Digital Construction Week comes of age

On the train home from DCW 2017, the thought is setting in that this event has changed a lot since it hit the scene and fast became a calendar highlight for the rapidly expanding tech savvy scene in UK construction.

Some of you may remember when Christiano Ronaldo joined Manchester United. He was a young man full of energy and confidence who was photographed crossing the road holding him mum’s hand – then he set foot on the pitch and showed wonderful skill before being unceremoniously kicked up in the air and landing in the hoardings. 

Now that skinny young player, who was so entertaining, albeit wasteful, has grown in stature in every aspect and is already regarded as one of the greats. 

Digital Construction Week showed all the signs of mirroring this journey with its latest incarnation at the Excel in London. It was bigger, stronger, more impressive and better quality; the construction equivalent of Ronaldo’s pointless stepovers was possibly the only thing missing from a tremendous two days. Maybe this is a reflection of our industry treading a path to digital maturity?

There were so many great talks across the stages that building the best itinerary, stopping to see vendors, chatting to friends old and new and somehow getting a bite to eat took us all well into the night. 

Over the course of the two days, two major themes emerged. First, we were no longer attending tech demos of solutions looking for problems to solve – the startups had either found their way since 2016 or were no longer there. 

We were seeing tech vendors with products they have shown to work almost chastising us for not investing enough in technology, and pointing to the evidence and data to back themselves up that we are only harming ourselves with our woeful R&D budgets. 

What was doubly fascinating was the same data on construction productivity and its relationship to tech investment was popping up on stages where the speaker had no tech to sell.

At last the professionals and the vendors are looking at the industry through the same lens. This is genuinely exciting because we appear to have weeded out the snake oil salesmen and are truly focusing on a shared goal together. 

Keep a watchful eye out for snake oil returning labelled as Level 3, IoT, Industry 4.0 or Digital Built Britain solutions.

The second big theme was BIM. Not the theory of what’s going to happen, but instead real case studies and learnt wisdom. Great presenters from across the industry telling the room that the Level 2 BIM standards and supporting technology do in fact work, and anyone still complaining should focus their energy on making it work instead. 

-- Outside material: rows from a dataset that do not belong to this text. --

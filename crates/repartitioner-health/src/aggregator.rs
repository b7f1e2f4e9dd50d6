//! Health aggregation.

use std::fmt::Write as _;
use std::time::Duration;

use serde::Serialize;
use serde_json::{Map, Value};

use crate::tracker::InstanceHealth;

pub const NO_INSTANCES_REASON: &str = "No stream runtime instances found";

#[derive(Debug, Clone, Copy, PartialEq, Eq, Serialize)]
#[serde(rename_all = "UPPERCASE")]
pub enum HealthStatus {
    Up,
    Down,
    Unknown,
}

/// Overall verdict plus one detail record per instance.
#[derive(Debug, Clone, Serialize)]
pub struct AggregateHealth {
    pub status: HealthStatus,
    pub details: Map<String, Value>,
    #[serde(skip)]
    pub instances: Vec<InstanceHealth>,
}

/// Combine per-instance health into one verdict.
///
/// `None` means the poller found nothing to monitor, which is `UNKNOWN`
/// rather than `DOWN`.
pub fn aggregate(
    application: &str,
    instances: Option<Vec<InstanceHealth>>,
    threshold: Duration,
) -> AggregateHealth {
    let mut details = Map::new();

    let Some(instances) = instances else {
        details.insert("reason".into(), Value::String(NO_INSTANCES_REASON.into()));
        return AggregateHealth {
            status: HealthStatus::Unknown,
            details,
            instances: Vec::new(),
        };
    };

    details.insert("application".into(), Value::String(application.into()));
    for instance in &instances {
        details.insert(instance.instance_id.clone(), instance.detail(threshold));
    }

    let status = if instances.iter().all(|i| i.state.is_up()) {
        HealthStatus::Up
    } else {
        HealthStatus::Down
    };

    AggregateHealth {
        status,
        details,
        instances,
    }
}

impl AggregateHealth {
    pub fn is_down(&self) -> bool {
        self.status == HealthStatus::Down
    }

    /// Health gauges in Prometheus text format.
    pub fn render_prometheus(&self, application: &str) -> String {
        let mut out = String::new();
        let up = match self.status {
            HealthStatus::Up => 1,
            HealthStatus::Down => 0,
            HealthStatus::Unknown => -1,
        };
        out.push_str("# HELP repartitioner_health_status Overall health: 1 up, 0 down, -1 unknown.\n");
        out.push_str("# TYPE repartitioner_health_status gauge\n");
        let _ = writeln!(out, "repartitioner_health_status{{application=\"{application}\"}} {up}");

        if self.instances.is_empty() {
            return out;
        }

        out.push_str("# HELP repartitioner_instance_up Whether the instance counts as up.\n");
        out.push_str("# TYPE repartitioner_instance_up gauge\n");
        for i in &self.instances {
            let _ = writeln!(
                out,
                "repartitioner_instance_up{{application=\"{application}\",instance=\"{}\",state=\"{}\"}} {}",
                i.instance_id,
                i.state,
                u8::from(i.state.is_up())
            );
        }

        out.push_str("# HELP repartitioner_instance_threads Live worker threads per instance.\n");
        out.push_str("# TYPE repartitioner_instance_threads gauge\n");
        for i in &self.instances {
            let _ = writeln!(
                out,
                "repartitioner_instance_threads{{application=\"{application}\",instance=\"{}\"}} {}",
                i.instance_id, i.thread_count
            );
        }

        out.push_str("# HELP repartitioner_instance_rebalancing_seconds Time spent in the current rebalance.\n");
        out.push_str("# TYPE repartitioner_instance_rebalancing_seconds gauge\n");
        for i in &self.instances {
            let secs = i.elapsed.map(|d| d.as_secs_f64()).unwrap_or(0.0);
            let _ = writeln!(
                out,
                "repartitioner_instance_rebalancing_seconds{{application=\"{application}\",instance=\"{}\"}} {secs}",
                i.instance_id
            );
        }
        out
    }
}
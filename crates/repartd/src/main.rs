//! repartd: the repartitioner daemon.
//!
//! Single binary that assembles the repartitioner subsystems:
//! - Cache client (in-memory or RESP)
//! - Keyed table (redb)
//! - Stream runtimes running the rekey topology
//! - Health indicator
//! - HTTP API (actuator health, table lookups, ingestion, metrics)
//!
//! # Usage
//!
//! ```text
//! repartd run --config /etc/repartitioner/repartitioner.toml --port 8080
//! ```

mod standalone;

use std::path::PathBuf;

use clap::{Parser, Subcommand, ValueEnum};

#[derive(Parser)]
#[command(name = "repartd", about = "Repartitioner daemon")]
struct Cli {
    /// Log output format.
    #[arg(long, value_enum, default_value = "text", global = true)]
    log_format: LogFormat,

    #[command(subcommand)]
    command: Command,
}

#[derive(Subcommand)]
enum Command {
    /// Run the topology and the HTTP API in this process.
    Run {
        /// Path to the TOML configuration file. Defaults apply when absent.
        #[arg(long)]
        config: Option<PathBuf>,

        /// Port to listen on.
        #[arg(long, default_value = "8080")]
        port: u16,

        /// Directory for the keyed table when `table.path` is not set.
        #[arg(long)]
        data_dir: Option<PathBuf>,
    },
}

#[derive(Clone, Copy, ValueEnum)]
enum LogFormat {
    Text,
    Json,
}

const DEFAULT_LOG_FILTER: &str = "info,repartd=debug,repartitioner=debug";

fn init_tracing(format: LogFormat) {
    let filter = tracing_subscriber::EnvFilter::try_from_default_env()
        .unwrap_or_else(|_| tracing_subscriber::EnvFilter::new(DEFAULT_LOG_FILTER));
    let builder = tracing_subscriber::fmt().with_env_filter(filter);
    match format {
        LogFormat::Text => builder.init(),
        LogFormat::Json => builder.json().init(),
    }
}

#[tokio::main]
async fn main() -> anyhow::Result<()> {
    let cli = Cli::parse();
    init_tracing(cli.log_format);

    match cli.command {
        Command::Run {
            config,
            port,
            data_dir,
        } => standalone::run(config, port, data_dir).await,
    }
}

It’s not all perfect, but it’s proving to be better than the traditional approach, as it’s designed to be, so not doing BIM is starting to look like a terrible idea at best, and negligent at worst.

Start the process too late, it fails. Don’t help the client get over the ‘can I have some BIM please?’ phase, you’ll both regret it. Fail to make BIM contractual, people will revert to type as soon as the job gets a bit choppy.

Interoperability works if you put your data in the right place, so treat your data seriously. Really great advice by the bucket load. 

Digital Construction Week has grown up. The content and the audience has grown with it and in two days it has shown that our industry isn’t hiding from our challenges and waiting for Google Construction or Amazon Design Group to form and destroy us. 

We’re stepping up and applying drones, scanners, virtual reality and robots to issues we actually have, and we are innovating our way out of our current limbo somewhere between our analogue and adversarial industry and the digitally collaborative industry on show in the Excel.

Many of us may miss the slightly wacky and frivolous DCW of last year, but I’m sure we all wish the new, impactful and frankly quite brilliant Digital Construction Week a long and exciting future. 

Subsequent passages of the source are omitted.